A fatal case of hypernatraemic dehydration in a neonate.

Author information

  • 1Helen McMillan Paediatric Intensive Care Unit, The Children's Hospital at Westmead, New South Wales, Australia. EvelineS@chw.edu.au

Abstract

Problems with lactation can result in hypernatraemic dehydration in the neonate, with potentially severe adverse consequences. This is illustrated in this fatal case of a 10 day old neonate who presented with excessive hypernatraemic dehydration due to insufficient breast milk intake, resulting in cerebral sinus vein thrombosis with cerebral haemorrhage and infarction. Differential diagnosis included excessive sodium intake (through inappropriately mixed formula or house remedies or through hyperaldosteronism) and high water deficit (renal or gastrointestinal losses, nephrogenic or central diabetes insipidus), all of which were ruled out by specific investigations or history. No evidence was found for inborn error of metabolism. The dehydration in this baby, however, was accentuated by trans-epidermal water loss due to an ichthyosiform skin condition.
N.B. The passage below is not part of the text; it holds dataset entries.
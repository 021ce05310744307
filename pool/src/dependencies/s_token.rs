use soroban_sdk::{contractclient, Address, Env};

/// The supply token ledger of a reserve. Holds the reserve's underlying liquidity and
/// tracks supplier balances in scaled units (underlying / liquidity index).
#[allow(dead_code)]
#[contractclient(name = "STokenClient")]
pub trait SToken {
    /// Fetch the scaled balance of `id`
    fn scaled_balance_of(e: Env, id: Address) -> i128;

    /// Fetch the scaled total supply
    fn scaled_total_supply(e: Env) -> i128;

    /// (Pool only) Mint `amount` underlying worth of tokens to `user` at `index`
    ///
    /// Returns true if `user` had no balance before the mint
    fn mint(e: Env, user: Address, amount: i128, index: i128) -> bool;

    /// (Pool only) Burn `amount` underlying worth of tokens from `user` at `index` and send
    /// the underlying to `receiver`
    fn burn(e: Env, user: Address, receiver: Address, amount: i128, index: i128);

    /// (Pool only) Move `amount` underlying worth of tokens from `from` to `to` at `index`
    /// without finalizing the transfer through the pool
    fn transfer_on_liquidation(e: Env, from: Address, to: Address, amount: i128, index: i128);

    /// (Pool only) Send `amount` of the underlying to `target`
    fn transfer_underlying_to(e: Env, target: Address, amount: i128) -> i128;

    /// (Pool only) Notify the ledger that `amount` of the underlying was repaid by `user`
    fn handle_repayment(e: Env, user: Address, amount: i128);
}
This first ever reported Australian fatality from neonatal hypernatraemic dehydration supports the concern of health care professionals over rising incidences of this entity in exclusively breastfed infants, and should encourage endorsement of improved monitoring of weight loss in newborns and breastfeeding support for their mothers.

© 2012 The Authors. Journal of Paediatrics and Child Health © 2012 Paediatrics and Child Health Division (Royal Australasian College of Physicians).

PMID:
22970682
[PubMed - indexed for MEDLINE]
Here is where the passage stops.